Dataset entries
|---|
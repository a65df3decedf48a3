//! Like API Tests

use axum::http::StatusCode;
use pretty_assertions::assert_eq;
use serde_json::json;

use crate::common::{assert_error, unknown_id, TestApp};

#[tokio::test]
async fn test_like_post_once() {
    let app = TestApp::new();
    let author = app.register("writer").await;
    let fan = app.register("fan").await;
    let post = app.create_post(&author, "Like me").await;
    let uri = format!("/api/v1/posts/{post}/likes");

    let first = app.post_json(&uri, json!({ "user_id": fan })).await;
    assert_eq!(first.status, StatusCode::CREATED, "{}", first.body);
    assert_eq!(first.body["target_id"], post.as_str());
    assert_eq!(first.body["like_count"], 1);

    let second = app.post_json(&uri, json!({ "user_id": fan })).await;
    assert_error(&second, StatusCode::CONFLICT, "USER_ALREADY_LIKED_POST");

    let post = app.get(&format!("/api/v1/posts/{post}")).await;
    assert_eq!(post.body["like_count"], 1);
}

#[tokio::test]
async fn test_two_users_like_same_post() {
    let app = TestApp::new();
    let author = app.register("writer").await;
    let post = app.create_post(&author, "Like me").await;
    let uri = format!("/api/v1/posts/{post}/likes");

    app.post_json(&uri, json!({ "user_id": author })).await;
    let other = app.register("fan").await;
    let response = app.post_json(&uri, json!({ "user_id": other })).await;

    assert_eq!(response.status, StatusCode::CREATED);
    assert_eq!(response.body["like_count"], 2);
}

#[tokio::test]
async fn test_like_comment_once() {
    let app = TestApp::new();
    let author = app.register("writer").await;
    let post = app.create_post(&author, "Discuss").await;
    let comment = app.comment(&post, &author, "First!").await;
    let uri = format!("/api/v1/comments/{comment}/likes");

    let first = app.post_json(&uri, json!({ "user_id": author })).await;
    assert_eq!(first.status, StatusCode::CREATED, "{}", first.body);
    assert_eq!(first.body["like_count"], 1);

    let second = app.post_json(&uri, json!({ "user_id": author })).await;
    assert_error(&second, StatusCode::CONFLICT, "USER_ALREADY_LIKED_COMMENT");
}

#[tokio::test]
async fn test_like_requires_user_id() {
    let app = TestApp::new();
    let author = app.register("writer").await;
    let post = app.create_post(&author, "Like me").await;

    let response = app
        .post_json(&format!("/api/v1/posts/{post}/likes"), json!({ "user_id": " " }))
        .await;

    assert_error(&response, StatusCode::BAD_REQUEST, "MISSING_REQUIRED_FIELDS");
    assert_eq!(response.body["message"], "Missing required field: [user_id]");
}

#[tokio::test]
async fn test_like_unknown_comment() {
    let app = TestApp::new();
    let fan = app.register("fan").await;
    let id = unknown_id();

    let response = app
        .post_json(&format!("/api/v1/comments/{id}/likes"), json!({ "user_id": fan }))
        .await;

    assert_error(&response, StatusCode::NOT_FOUND, "NOT_FOUND");
    assert_eq!(response.body["message"], format!("Comment not found by id: {id}"));
}

#[tokio::test]
async fn test_liked_posts_lists_what_user_liked() {
    let app = TestApp::new();
    let author = app.register("writer").await;
    let fan = app.register("fan").await;
    let liked = app.create_post(&author, "Liked").await;
    app.create_post(&author, "Ignored").await;

    let like = app
        .post_json(&format!("/api/v1/posts/{liked}/likes"), json!({ "user_id": fan }))
        .await;
    assert_eq!(like.status, StatusCode::CREATED, "{}", like.body);

    let response = app.get(&format!("/api/v1/users/{fan}/liked-posts")).await;
    assert_eq!(response.status, StatusCode::OK, "{}", response.body);
    let posts = response.body.as_array().unwrap();
    assert_eq!(posts.len(), 1);
    assert_eq!(posts[0]["id"], liked.as_str());
    assert_eq!(posts[0]["like_count"], 1);

    let none = app.get(&format!("/api/v1/users/{author}/liked-posts")).await;
    assert_eq!(none.body, json!([]));
}

#[tokio::test]
async fn test_liked_posts_of_unknown_user() {
    let app = TestApp::new();
    let id = unknown_id();

    let response = app.get(&format!("/api/v1/users/{id}/liked-posts")).await;

    assert_error(&response, StatusCode::NOT_FOUND, "NOT_FOUND");
    assert_eq!(response.body["message"], format!("User not found by id: {id}"));
}

#[tokio::test]
async fn test_comment_count_follows_comments() {
    let app = TestApp::new();
    let author = app.register("writer").await;
    let post = app.create_post(&author, "Discuss").await;

    app.comment(&post, &author, "One").await;
    app.comment(&post, &author, "Two").await;

    let response = app.get(&format!("/api/v1/posts/{post}")).await;
    assert_eq!(response.body["comment_count"], 2);
}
|---|
▶ **Brief**: Please copy out each line in the entries that mentions the string "message".

▶ **Finished exercise**:
    assert_eq!(response.body["message"], "Missing required field: [user_id]");
    assert_eq!(response.body["message"], format!("Comment not found by id: {id}"));
    assert_eq!(response.body["message"], format!("User not found by id: {id}"));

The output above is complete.